Enlightenment is beyond gender but so many texts will tell you women can’t become Buddhas.

This dismissal of the oppression women face by white washing has to end. Buddhists need to face the inequalities in our tradition and change them. Enlightenment should be beyond gender, but when our gender is used as a weapon against us to keep us out of leadership, education and institutions and from taking the time and the resources we need to practice, gender is not irrelevant; it is extremely pertinent. Throughout history and even now, Buddhist women have less access to resources, training, power, a voice and places to ordain. The unpaid labor of many women has supported men and allowed them to “leave the world” for 2600 years.

To this man, and to the Buddhists who support the patriarchal structures that have kept women out and made so many Western nuns in the Tibetan Buddhist tradition disrobe (70-80%), after seventeen years working for the Buddhist community struggling on the periphery I want to say:

I am not making a statement about you or the qualities of the male teachers you have on your shrine. I’m just inviting you to step into the world of female Buddhist teachers and see that we are not equally supported, visible or represented and that we don’t have the same opportunities and that your shrine/Centre. And who you revere reflects that.

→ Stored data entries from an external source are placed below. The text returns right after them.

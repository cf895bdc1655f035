use std::time::Instant;

use crate::config::Config;
use crate::error::GalleryError;
use crate::filter::FilterPolicy;
use crate::gallery::{FetchRequest, GalleryController, Phase};
use crate::models::{AppEvent, Nft};

#[derive(Copy, Clone, Debug, PartialEq, Eq)]
pub enum InputMode {
    Normal,
    Address,
}

#[derive(Copy, Clone, Debug, PartialEq, Eq)]
pub enum View {
    Gallery,
    Detail,
}

#[derive(Debug, Clone, Copy, PartialEq, Eq)]
pub enum DetailPhase {
    Loading,
    Ready,
    NotFound,
    Failed,
}

/// A detail lookup the event loop should issue.
#[derive(Debug, Clone, PartialEq, Eq)]
pub struct DetailRequest {
    pub generation: u64,
    pub contract: String,
    pub token_id: String,
}

/// State for one detail view "mount". Dropped entirely when the user goes
/// back, so the one-shot request latch resets with it.
pub struct DetailState {
    pub contract: String,
    pub token_id: String,
    pub phase: DetailPhase,
    pub nft: Option<Nft>,
    pub error: Option<GalleryError>,
    requested: bool,
    generation: u64,
}

/// TUI application state: routes between the gallery and detail views, owns
/// the gallery session controller, and turns key presses into controller
/// calls. All fetch outcomes arrive through `on_event`.
pub struct App {
    quit: bool,
    view: View,
    input_mode: InputMode,
    address_input: String,

    gallery: GalleryController,
    home_wallet: Option<String>,
    browsing_home: bool,
    api_key_missing: bool,
    filter_keywords: Vec<String>,

    detail: Option<DetailState>,
    detail_generation: u64,

    selected: usize,
}

impl App {
    pub fn new(cfg: &Config) -> Self {
        let home_wallet = cfg.wallet.clone();
        let gallery = GalleryController::new(
            home_wallet.clone().unwrap_or_default(),
            FilterPolicy::home(&cfg.filter_keywords),
            cfg.page_size,
        );
        Self {
            quit: false,
            view: View::Gallery,
            input_mode: InputMode::Normal,
            address_input: String::new(),
            gallery,
            home_wallet,
            browsing_home: true,
            api_key_missing: cfg.api_key.is_none(),
            filter_keywords: cfg.filter_keywords.clone(),
            detail: None,
            detail_generation: 0,
            selected: 0,
        }
    }

    // ----- getters -----
    pub fn quit_flag(&self) -> bool {
        self.quit
    }
    pub fn view(&self) -> View {
        self.view
    }
    pub fn input_mode(&self) -> InputMode {
        self.input_mode
    }
    pub fn address_input(&self) -> &str {
        &self.address_input
    }
    pub fn items(&self) -> &[Nft] {
        self.gallery.items()
    }
    pub fn selected(&self) -> usize {
        self.selected
    }
    pub fn selected_nft(&self) -> Option<&Nft> {
        self.gallery.items().get(self.selected)
    }
    pub fn total(&self) -> usize {
        self.gallery.total()
    }
    pub fn has_more(&self) -> bool {
        self.gallery.has_more()
    }
    pub fn phase(&self) -> Phase {
        self.gallery.phase()
    }
    pub fn wallet(&self) -> &str {
        self.gallery.wallet()
    }
    pub fn browsing_home(&self) -> bool {
        self.browsing_home
    }
    pub fn detail(&self) -> Option<&DetailState> {
        self.detail.as_ref()
    }

    /// The error the UI should render, if any. Configuration problems take
    /// precedence over per-request failures.
    pub fn display_error(&self) -> Option<GalleryError> {
        if self.api_key_missing {
            return Some(GalleryError::Config("API key not configured".into()));
        }
        if self.gallery.wallet().is_empty() {
            return Some(GalleryError::Config("No wallet address specified".into()));
        }
        self.gallery.error().cloned()
    }

    // ----- fetch pumping (called by the event loop every frame) -----

    /// Page request the controller wants issued right now, if any.
    pub fn next_page_fetch(&mut self, now: Instant) -> Option<FetchRequest> {
        if self.api_key_missing {
            return None;
        }
        self.gallery
            .start_initial()
            .or_else(|| self.gallery.poll(now))
    }

    /// Detail request for the current detail view, at most once per mount.
    pub fn take_detail_request(&mut self) -> Option<DetailRequest> {
        if self.api_key_missing {
            return None;
        }
        let detail = self.detail.as_mut()?;
        if detail.requested {
            return None;
        }
        detail.requested = true;
        Some(DetailRequest {
            generation: detail.generation,
            contract: detail.contract.clone(),
            token_id: detail.token_id.clone(),
        })
    }

    // ----- events -----

    pub fn on_event(&mut self, ev: AppEvent) {
        match ev {
            AppEvent::PageLoaded { generation, result } => {
                self.gallery.apply_page(generation, result);
                self.clamp_selection();
            }
            AppEvent::DetailLoaded { generation, result } => {
                let Some(detail) = self.detail.as_mut() else {
                    // view unmounted while the request was in flight
                    return;
                };
                if detail.generation != generation {
                    log::debug!("[app] dropping stale detail response (gen {generation})");
                    return;
                }
                match result {
                    Ok(nft) => {
                        detail.nft = Some(nft);
                        detail.phase = DetailPhase::Ready;
                    }
                    Err(GalleryError::NotFound) => detail.phase = DetailPhase::NotFound,
                    Err(e) => {
                        detail.error = Some(e);
                        detail.phase = DetailPhase::Failed;
                    }
                }
            }
            AppEvent::Quit => self.quit = true,
        }
    }

    // ----- navigation -----

    pub fn up(&mut self) {
        self.selected = self.selected.saturating_sub(1);
    }

    /// Move down; at the end of the loaded list this doubles as the
    /// load-more trigger (debounced by the controller, so holding the key
    /// collapses to a single request).
    pub fn down(&mut self, now: Instant) {
        let len = self.gallery.items().len();
        if self.selected + 1 < len {
            self.selected += 1;
        } else if self.gallery.has_more() {
            self.gallery.load_more(now);
        }
    }

    pub fn load_more(&mut self, now: Instant) {
        self.gallery.load_more(now);
    }

    pub fn open_detail(&mut self) {
        let Some(nft) = self.selected_nft() else {
            return;
        };
        if !nft.has_identity() {
            return;
        }
        let (contract, token_id) = (nft.contract.clone(), nft.identifier.clone());
        self.detail_generation += 1;
        self.detail = Some(DetailState {
            contract,
            token_id,
            phase: DetailPhase::Loading,
            nft: None,
            error: None,
            requested: false,
            generation: self.detail_generation,
        });
        self.view = View::Detail;
    }

    pub fn back_to_gallery(&mut self) {
        self.view = View::Gallery;
        self.detail = None;
    }

    // ----- address entry (the /account/:address route analog) -----

    pub fn start_address_input(&mut self) {
        self.input_mode = InputMode::Address;
        self.address_input.clear();
    }

    pub fn address_add_char(&mut self, c: char) {
        if !c.is_whitespace() {
            self.address_input.push(c);
        }
    }

    pub fn address_backspace(&mut self) {
        self.address_input.pop();
    }

    pub fn cancel_address_input(&mut self) {
        self.input_mode = InputMode::Normal;
        self.address_input.clear();
    }

    /// Submit the entered address: tears the current session down and starts
    /// a fresh one under the account filter policy. Old and new results are
    /// never merged.
    pub fn submit_address(&mut self) {
        let address = self.address_input.trim().to_string();
        self.input_mode = InputMode::Normal;
        if address.is_empty() {
            return;
        }
        self.browsing_home = false;
        self.gallery
            .reset_session(address, FilterPolicy::account(&self.filter_keywords));
        self.selected = 0;
        self.view = View::Gallery;
        self.detail = None;
        self.address_input.clear();
    }

    /// Return to the configured wallet's gallery (the `/` route analog).
    pub fn go_home(&mut self) {
        let Some(home) = self.home_wallet.clone() else {
            return;
        };
        if self.browsing_home {
            return;
        }
        self.browsing_home = true;
        self.gallery
            .reset_session(home, FilterPolicy::home(&self.filter_keywords));
        self.selected = 0;
        self.view = View::Gallery;
        self.detail = None;
    }

    fn clamp_selection(&mut self) {
        let len = self.gallery.items().len();
        if len == 0 {
            self.selected = 0;
        } else if self.selected >= len {
            self.selected = len - 1;
        }
    }
}

#[cfg(test)]
mod tests {
    use super::*;
    use crate::models::NftPage;

    fn config() -> Config {
        Config {
            wallet: Some("0xhome".into()),
            api_key: Some("key".into()),
            filter_keywords: vec![],
            api_url: "https://api.opensea.io/api/v2".into(),
            page_size: 50,
            http_timeout_ms: 8000,
        }
    }

    fn nft(name: &str) -> Nft {
        Nft {
            contract: "0xc".into(),
            identifier: name.into(),
            name: Some(name.into()),
            image_url: Some(format!("https://cdn.example.com/{name}.png")),
            ..Default::default()
        }
    }

    fn loaded_app() -> App {
        let mut app = App::new(&config());
        let req = app.next_page_fetch(Instant::now()).unwrap();
        app.on_event(AppEvent::PageLoaded {
            generation: req.generation,
            result: Ok(NftPage {
                nfts: vec![nft("a"), nft("b")],
                next: None,
            }),
        });
        app
    }

    #[test]
    fn detail_request_is_one_shot_per_mount() {
        let mut app = loaded_app();
        app.open_detail();
        assert!(app.take_detail_request().is_some());
        // duplicate trigger within the same mount is ignored
        assert!(app.take_detail_request().is_none());

        // remount resets the latch
        app.back_to_gallery();
        app.open_detail();
        assert!(app.take_detail_request().is_some());
    }

    #[test]
    fn detail_request_carries_selected_identity() {
        let mut app = loaded_app();
        app.down(Instant::now());
        app.open_detail();
        let req = app.take_detail_request().unwrap();
        assert_eq!(req.contract, "0xc");
        assert_eq!(req.token_id, "b");
        assert_eq!(req.generation, 1);
    }

    #[test]
    fn stale_detail_response_is_dropped() {
        let mut app = loaded_app();
        app.open_detail();
        let old = app.take_detail_request().unwrap();

        app.back_to_gallery();
        app.open_detail();
        let _new = app.take_detail_request().unwrap();

        app.on_event(AppEvent::DetailLoaded {
            generation: old.generation,
            result: Ok(nft("stale")),
        });
        assert_eq!(app.detail().unwrap().phase, DetailPhase::Loading);
    }

    #[test]
    fn not_found_is_a_distinct_detail_state() {
        let mut app = loaded_app();
        app.open_detail();
        let req = app.take_detail_request().unwrap();
        app.on_event(AppEvent::DetailLoaded {
            generation: req.generation,
            result: Err(GalleryError::NotFound),
        });
        let detail = app.detail().unwrap();
        assert_eq!(detail.phase, DetailPhase::NotFound);
        assert!(detail.error.is_none());
    }

    #[test]
    fn missing_api_key_blocks_all_fetches() {
        let mut cfg = config();
        cfg.api_key = None;
        let mut app = App::new(&cfg);
        assert!(app.next_page_fetch(Instant::now()).is_none());
        assert!(matches!(
            app.display_error(),
            Some(GalleryError::Config(_))
        ));
    }

    #[test]
    fn missing_wallet_reports_config_error_but_allows_address_browse() {
        let mut cfg = config();
        cfg.wallet = None;
        let mut app = App::new(&cfg);
        assert!(app.next_page_fetch(Instant::now()).is_none());
        assert!(matches!(
            app.display_error(),
            Some(GalleryError::Config(_))
        ));

        app.start_address_input();
        for c in "0xother".chars() {
            app.address_add_char(c);
        }
        app.submit_address();
        assert!(app.next_page_fetch(Instant::now()).is_some());
        assert_eq!(app.wallet(), "0xother");
    }

    #[test]
    fn down_at_list_end_arms_load_more() {
        let mut app = App::new(&config());
        let req = app.next_page_fetch(Instant::now()).unwrap();
        app.on_event(AppEvent::PageLoaded {
            generation: req.generation,
            result: Ok(NftPage {
                nfts: vec![nft("a")],
                next: Some("c1".into()),
            }),
        });

        let t0 = Instant::now();
        app.down(t0); // at end, has_more: arms debounce instead of moving
        assert_eq!(app.selected(), 0);
        let fired = app.next_page_fetch(t0 + crate::gallery::LOAD_MORE_DEBOUNCE);
        assert!(fired.is_some());
        assert_eq!(fired.unwrap().cursor.as_deref(), Some("c1"));
    }

    #[test]
    fn address_switch_resets_view_and_selection() {
        let mut app = loaded_app();
        app.down(Instant::now());
        assert_eq!(app.selected(), 1);

        app.start_address_input();
        for c in "0xother".chars() {
            app.address_add_char(c);
        }
        app.submit_address();

        assert_eq!(app.selected(), 0);
        assert!(app.items().is_empty());
        assert!(!app.browsing_home());
        assert_eq!(app.wallet(), "0xother");

        app.go_home();
        assert!(app.browsing_home());
        assert_eq!(app.wallet(), "0xhome");
    }
}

I am honestly happy that you have so much devotion and so many teachers who you have been blessed by. What I’m inviting you to do is to widen your circle of compassion and see how it is for women who are shut out of so many opportunities because of our gender.

19 male teachers and one female teacher pretty much reflects how it is for women in Buddhism. We go into a temple and we see only men on thrones. We are told that “we have dakinis.'” We have an Arhat Maichee’.

But really go to any temple and see who is on the throne and who is in the kitchen or cleaning the toilet. Who has massive temples and which monastics are working in the fields? Who is educated and illustrious and who has so internalized spiritual patriarchy that they are praying to be reborn as men? Who is bowed to and who asked to wash the monk’s robes? Whose story is told and whose is not? And whose labour is rewarded and who is just regarded as a beast of burden?

The only people who say gender doesn’t matter are those for whom it works out well.


Ayya Yeshe is the Abbess of Dakini Bodhicitta Monastery, which is now forming in Australia. She is the director of a socially engaged Buddhist charity for ex “untouchable” Dalit Buddhists in Nagpur, India. Ayya is a contemplative, activist and a socially engaged Buddhist who travels internationally to teach. She is the author of Everyday Enlightenment by Harper Collins and her sacred chants on Youtube have 58,000 hits.